Curcumin promotes apoptosis of human melanoma cells by caspase 3

Abstract

AbstractCutaneous melanoma (CM) is a malignant neoplasm with a high metastatic rate that shows poor response to systemic treatments in patients with advanced stages. Recently, studies have highlighted the antineoplastic potential of natural compounds, such as polyphenols, in the adjuvant therapy context to treat CM. The objective of the present study was to evaluate the effect of different concentrations of curcumin (0.1–100 µM) on the metastatic CM cell line SK‐MEL‐28. The cells were treated for 6 and 24 h with different concentrations of curcumin.

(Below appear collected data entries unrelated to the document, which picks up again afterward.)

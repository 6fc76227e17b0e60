//! SQLite export of filings and their related resources.
//!
//! Tables are named after the resource types and declared `WITHOUT
//! ROWID` with `api_id` as the primary key. Columns ending in `_count`
//! are INTEGER, sums and duplicate values REAL and everything else TEXT.

use crate::error::{OutputError, Result};
use crate::views::{SqliteView, default_views};
use futures::{Stream, TryStreamExt};
use fxo_data::{
    ApiResource, DataValue, Entity, Filing, FilingSet, FilingsPage, ScopeFlags, TimeAccuracy,
    ValidationMessage, order_columns,
};
use indexmap::IndexMap;
use rusqlite::types::Value;
use rusqlite::{Connection, params_from_iter};
use std::collections::HashSet;
use std::path::Path;
use std::sync::Arc;
use tracing::{debug, info};

/// Columns of each exported table, keyed by table name.
pub type TableSchema = IndexMap<&'static str, Vec<String>>;

/// Settings of an SQLite export.
#[derive(Debug, Clone, PartialEq, Eq)]
pub struct SqliteExportOptions {
    /// Views created after the tables, `None` for no views
    pub views: Option<Vec<SqliteView>>,
    /// Precision of datetimes written as text
    pub time_accuracy: TimeAccuracy,
}

impl Default for SqliteExportOptions {
    fn default() -> Self {
        Self {
            views: Some(default_views()),
            time_accuracy: TimeAccuracy::default(),
        }
    }
}

impl SqliteExportOptions {
    /// Default views with datetimes written at `time_accuracy`.
    pub fn with_time_accuracy(time_accuracy: TimeAccuracy) -> Self {
        Self {
            time_accuracy,
            ..Self::default()
        }
    }
}

/// SQLite database receiving filing records.
#[derive(Debug)]
pub struct SqliteExporter {
    conn: Connection,
    schema: TableSchema,
    time_accuracy: TimeAccuracy,
}

impl SqliteExporter {
    /// Open a database file and prepare its tables.
    ///
    /// Missing parent directories are created. With `update`, an
    /// existing database is extended with the missing tables and
    /// columns; otherwise the file must not exist.
    ///
    /// # Arguments
    /// * `path` - Path to the SQLite database file
    /// * `flags` - Related resources to create tables for
    /// * `filing_columns` - Columns of the `Filing` table
    /// * `update` - Allow writing into an existing database
    /// * `options` - Views and datetime precision
    ///
    /// # Errors
    /// Returns [`OutputError::DatabaseFileExists`],
    /// [`OutputError::DatabasePathIsReserved`] or
    /// [`OutputError::DatabaseSchemaUnmatch`] when the path cannot be used.
    pub fn open<P: AsRef<Path>>(
        path: P,
        flags: ScopeFlags,
        filing_columns: Vec<String>,
        update: bool,
        options: &SqliteExportOptions,
    ) -> Result<Self> {
        let path = path.as_ref();
        let existed = validate_path(path, update)?;
        if let Some(parent) = path.parent()
            && !parent.as_os_str().is_empty()
        {
            std::fs::create_dir_all(parent)?;
        }
        let conn = Connection::open(path)?;
        let mut exporter = Self {
            conn,
            schema: TableSchema::new(),
            time_accuracy: options.time_accuracy,
        };
        exporter.initialize_schema(path, flags, filing_columns, existed, options.views.as_deref())?;
        Ok(exporter)
    }

    /// Create an in-memory database (useful for testing).
    pub fn in_memory(
        flags: ScopeFlags,
        filing_columns: Vec<String>,
        options: &SqliteExportOptions,
    ) -> Result<Self> {
        let conn = Connection::open_in_memory()?;
        let mut exporter = Self {
            conn,
            schema: TableSchema::new(),
            time_accuracy: options.time_accuracy,
        };
        exporter.initialize_schema(
            Path::new(":memory:"),
            flags,
            filing_columns,
            false,
            options.views.as_deref(),
        )?;
        Ok(exporter)
    }

    /// Tables and columns records are written to.
    pub const fn schema(&self) -> &TableSchema {
        &self.schema
    }

    /// Underlying connection.
    pub const fn connection(&self) -> &Connection {
        &self.conn
    }

    /// Write filings with the entities and validation messages of the set.
    ///
    /// # Errors
    /// Returns [`OutputError::Sqlite`] if a write fails.
    pub fn write_filing_set(&self, filings: &FilingSet) -> Result<()> {
        self.insert_rows(filings.iter())?;
        self.insert_rows(filings.entities().iter())?;
        self.insert_rows(filings.validation_messages().iter())?;
        Ok(())
    }

    /// Write one page of a running query.
    ///
    /// Entities and messages are taken from the filings of the page.
    ///
    /// # Errors
    /// Returns [`OutputError::Sqlite`] if a write fails.
    pub fn write_page(&self, page: &FilingsPage) -> Result<()> {
        let mut seen = HashSet::new();
        let entities: Vec<&Arc<Entity>> = page
            .filing_list
            .iter()
            .filter_map(|f| f.entity.as_ref())
            .filter(|e| seen.insert(e.api_id.clone()))
            .collect();
        let messages: Vec<&Arc<ValidationMessage>> = page
            .filing_list
            .iter()
            .filter_map(|f| f.validation_messages.as_ref())
            .flatten()
            .collect();

        self.insert_rows(page.filing_list.iter())?;
        self.insert_rows(entities.into_iter().map(|e| &**e))?;
        self.insert_rows(messages.into_iter().map(|m| &**m))?;
        Ok(())
    }

    fn initialize_schema(
        &mut self,
        path: &Path,
        flags: ScopeFlags,
        filing_columns: Vec<String>,
        update: bool,
        views: Option<&[SqliteView]>,
    ) -> Result<()> {
        let mut expected: TableSchema = IndexMap::new();
        expected.insert(Filing::TABLE, filing_columns);
        if flags.wants_entity() {
            expected.insert(Entity::TABLE, Entity::columns());
        }
        if flags.wants_validation_messages() {
            expected.insert(ValidationMessage::TABLE, ValidationMessage::columns());
        }

        let (existing_tables, existing_views) = if update {
            let (tables, views) = self.existing_objects()?;
            if !expected.keys().any(|t| tables.contains(*t)) {
                return Err(OutputError::DatabaseSchemaUnmatch {
                    path: path.to_path_buf(),
                });
            }
            (tables, views)
        } else {
            (HashSet::new(), HashSet::new())
        };

        for (table, columns) in expected {
            let columns = order_columns(columns);
            if existing_tables.contains(table) {
                self.extend_table(path, table, &columns)?;
            } else {
                let defs: Vec<String> = columns.iter().map(|c| column_def(c)).collect();
                self.execute(&format!(
                    "CREATE TABLE {table} (\n  {}\n) WITHOUT ROWID",
                    defs.join(",\n  ")
                ))?;
            }
            self.schema.insert(table, columns);
        }

        let tables: Vec<&str> = self.schema.keys().copied().collect();
        for view in views.unwrap_or_default() {
            if existing_views.contains(&view.name) || !view.is_supported_by(&tables) {
                continue;
            }
            self.execute(&view.create_sql())?;
        }
        Ok(())
    }

    fn existing_objects(&self) -> Result<(HashSet<String>, HashSet<String>)> {
        let sql = "SELECT type, name FROM sqlite_schema WHERE name NOT LIKE 'sqlite_%'";
        debug!("{sql};");
        let mut stmt = self.conn.prepare(sql)?;
        let rows = stmt.query_map([], |row| Ok((row.get::<_, String>(0)?, row.get::<_, String>(1)?)))?;

        let mut tables = HashSet::new();
        let mut views = HashSet::new();
        for row in rows {
            match row? {
                (kind, name) if kind == "table" => {
                    tables.insert(name);
                }
                (kind, name) if kind == "view" => {
                    views.insert(name);
                }
                _ => {}
            }
        }
        Ok((tables, views))
    }

    fn extend_table(&self, path: &Path, table: &str, columns: &[String]) -> Result<()> {
        let sql = "SELECT name FROM pragma_table_info(?1)";
        debug!("{sql}; <{table}>");
        let existing: HashSet<String> = self
            .conn
            .prepare(sql)?
            .query_map([table], |row| row.get(0))?
            .collect::<rusqlite::Result<_>>()?;

        let shares_column = columns.iter().any(|c| existing.contains(c));
        if !shares_column || !columns.iter().any(|c| c == "api_id") {
            return Err(OutputError::DatabaseSchemaUnmatch {
                path: path.to_path_buf(),
            });
        }
        for column in columns.iter().filter(|c| !existing.contains(*c)) {
            self.execute(&format!("ALTER TABLE {table} ADD COLUMN {}", column_def(column)))?;
        }
        Ok(())
    }

    fn insert_rows<'a, T, I>(&self, items: I) -> Result<()>
    where
        T: ApiResource + 'a,
        I: IntoIterator<Item = &'a T>,
    {
        let Some(columns) = self.schema.get(T::TABLE) else {
            return Ok(());
        };
        let placeholders = vec!["?"; columns.len()].join(", ");
        let sql = format!(
            "REPLACE INTO {} (\n  {}\n  )\nVALUES ({placeholders})",
            T::TABLE,
            columns.join(",\n  ")
        );

        let tx = self.conn.unchecked_transaction()?;
        let mut count = 0;
        {
            let mut stmt = tx.prepare(&sql)?;
            for item in items {
                let values = columns.iter().map(|c| self.sql_value(item.value(c)));
                stmt.execute(params_from_iter(values))?;
                count += 1;
            }
        }
        tx.commit()?;
        debug!("{sql}; <count: {count}>");
        Ok(())
    }

    fn sql_value(&self, value: Option<DataValue>) -> Value {
        match value {
            None => Value::Null,
            Some(DataValue::Integer(i)) => Value::Integer(i),
            Some(DataValue::Real(r)) => Value::Real(r),
            Some(DataValue::Text(s)) => Value::Text(s),
            Some(other) => Value::Text(other.to_text(self.time_accuracy)),
        }
    }

    fn execute(&self, sql: &str) -> Result<()> {
        debug!("{sql};");
        self.conn.execute_batch(sql)?;
        Ok(())
    }
}

/// Check the database path, returning whether an existing file is updated.
fn validate_path(path: &Path, update: bool) -> Result<bool> {
    if path.is_file() {
        if !update {
            return Err(OutputError::DatabaseFileExists {
                path: path.to_path_buf(),
            });
        }
        Ok(true)
    } else if path.exists() {
        Err(OutputError::DatabasePathIsReserved {
            path: path.to_path_buf(),
        })
    } else {
        Ok(false)
    }
}

/// Column definition with the SQLite type of the column.
fn column_def(column: &str) -> String {
    let mut type_name = if column.ends_with("_count") {
        "INTEGER"
    } else if column.ends_with("_sum") || column.starts_with("duplicate_") {
        "REAL"
    } else {
        "TEXT"
    }
    .to_string();
    if column == "api_id" {
        type_name.push_str(" PRIMARY KEY NOT NULL");
    }
    format!("{column} {type_name}")
}

/// Save a filing set to a database.
///
/// A related resource table is left out when the set has no such
/// resources even if `flags` asks for it.
///
/// # Errors
/// See [`SqliteExporter::open`].
pub fn filing_set_to_sqlite<P: AsRef<Path>>(
    filings: &FilingSet,
    flags: ScopeFlags,
    path: P,
    update: bool,
    options: &SqliteExportOptions,
) -> Result<()> {
    let mut flags = flags;
    if !filings.entities().exist() {
        flags.remove(ScopeFlags::GET_ENTITY);
    }
    if !filings.validation_messages().exist() {
        flags.remove(ScopeFlags::GET_VALIDATION_MESSAGES);
    }
    if !flags.wants_entity() && !flags.wants_validation_messages() {
        flags = ScopeFlags::GET_ONLY_FILINGS;
    }

    let columns = Filing::columns_for(flags, filings.iter());
    let exporter = SqliteExporter::open(path, flags, columns, update, options)?;
    exporter.write_filing_set(filings)?;
    info!("Saved {} filings", filings.len());
    Ok(())
}

/// Save pages to a database as they arrive.
///
/// The database is prepared before the first page is requested. Returns
/// the number of filings saved.
///
/// # Errors
/// See [`SqliteExporter::open`]. Query errors are returned as
/// [`OutputError::Filings`]; pages saved before the error stay in the
/// database.
pub async fn pages_to_sqlite<S, P>(
    pages: S,
    flags: ScopeFlags,
    path: P,
    update: bool,
    options: &SqliteExportOptions,
) -> Result<usize>
where
    S: Stream<Item = fxo_data::Result<FilingsPage>>,
    P: AsRef<Path>,
{
    let exporter = SqliteExporter::open(path, flags, Filing::streamed_columns(flags), update, options)?;
    let mut pages = std::pin::pin!(pages);
    let mut count = 0;
    while let Some(page) = pages.try_next().await? {
        exporter.write_page(&page)?;
        count += page.len();
    }
    info!("Saved {count} filings");
    Ok(count)
}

Cell viability was assessed by 3‐(4,5‐dimethyl‐2thiazolyl)‐2,5‐diphenyl‐2H‐tetrazolium bromide (MTT) assay and fluorescence microscopy. The apoptotic‐inducing potential was detected by annexin V flow cytometry. The wound healing assay was used to verify cell migration after the curcumin exposition. The redox profile was evaluated by levels of the pro‐oxidant markers reactive oxygen species (ROS) and Nitric oxide (NOx) and antioxidants of total thiols (PSH) and nonprotein thiols. The gene expression and enzymatic activity of caspase 3 were evaluated by reverse transcription‐quantitative polymerase chain reaction and a sensitive fluorescence assay, respectively. Curcumin significantly decreased the cell viability of SK‐MEL‐28 cells at both exposure times. It also induced apoptosis at the highest concentration tested (p < .0001). SK‐MEL‐28 cell migration was inhibited by curcumin after treatment with 10 µM (p < .0001) and 100 µM (p < .0001) for 6 and 24 h (p = .0006 and p < .0001, respectively). Furthermore, curcumin significantly increased levels of ROS and NOx. Finally, curcumin was capable of increasing the gene expression at 10 µM (p = .0344) and 100 µM (p = .0067) and enzymatic activity at 10 µM (p = .0086) and 100 µM (p < .0001) of caspase 3 after 24 h. For the first time, we elucidated in our study that curcumin increases ROS levels, promoting oxidative stress that activates the caspase pathway and culminates in SK‐MEL‐28 metastatic CM cell death.